Ah, what I did for my art.
It was actually a mystery how I managed to get the part of Edith in Pirates of Penzance, but there I was on the first day of rehearsal, hoping nobody would notice the fresh meat that I was. I was certain it was some sort of mistake and half-expected the director to kick me out as soon as he noticed me. Can I be honest here? I was mildly disappointed he didn’t. Professional theatre meant they expected professional-level work. And that terrified me. No more performing next to livestock with the errant chicken crossing the stage.
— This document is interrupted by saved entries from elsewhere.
//! The auto-encoder clustering estimator: training orchestration,
//! checkpoint recovery and the latent-space clustering adapter.

pub mod checkpoint;
pub mod config;
pub mod estimator;
pub mod latent;
pub mod random;
pub mod state;

pub use checkpoint::{checkpoint_path, resolve_checkpoint, CheckpointResolution, CHECKPOINT_EXTENSION};
pub use config::AeBiGruConfig;
pub use estimator::AeBiGruClusterer;
pub use latent::encode;
pub use random::RandomState;
pub use state::FittedState;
Or that one black box theatre where the owner’s dog would wander into the audience and randomly sit on someone’s lap. I wasn’t in Kansas anymore. And by Kansas, I mean community theatre.
(I’m not from Kansas. I’m from Long Beach.)
And can we talk about the complete dork I was compared to all the other actors in the rehearsal studio? Everyone was in dancewear, stretching and warming up like a scene out of A Chorus Line. I was in threadbare yoga pants and a Guardians of the Galaxy t-shirt. Way to make an impression on your first day, Beth.
So, instead of hyperventilating while waiting for rehearsal to start, I decided to sneak to the green room to text my friend Jane who was supposed to be there already.
Me: ETA? I feel like a Hobbit in a room full of Rivendell Elves. Hurry up.
No response. Honestly, where was she?
I marched into the kitchenette for a bottle of water and that’s when I came upon a stunning specimen of a man finishing a phone call. I couldn’t help it. Something about this person stopped me in my tracks. Why though? It’s not like I was boy crazy or anything. He wore a crisp pair of jeans that looked like they were tailored for his tall form, and tucked into those jeans was a black button-down shirt, which reminded me of something Gene Kelly would wear. The short sleeves were cuffed just enough to showcase the long line of muscles and sinews on his arms. Action hero arms—but not too bulky. His hair, a sandy light brown, fell in careless, tousled waves and framed his aristocratic features, dotted with a two-day stubble. But his eyes. That’s probably where I lost my faculties. They were a piercing blue, rimmed with speckles of dark grey. Like the Pacific on a sunny day when there’s a single cloud over the horizon, promising an oncoming storm. And when those eyes fell over me, I suddenly felt freakishly tiny.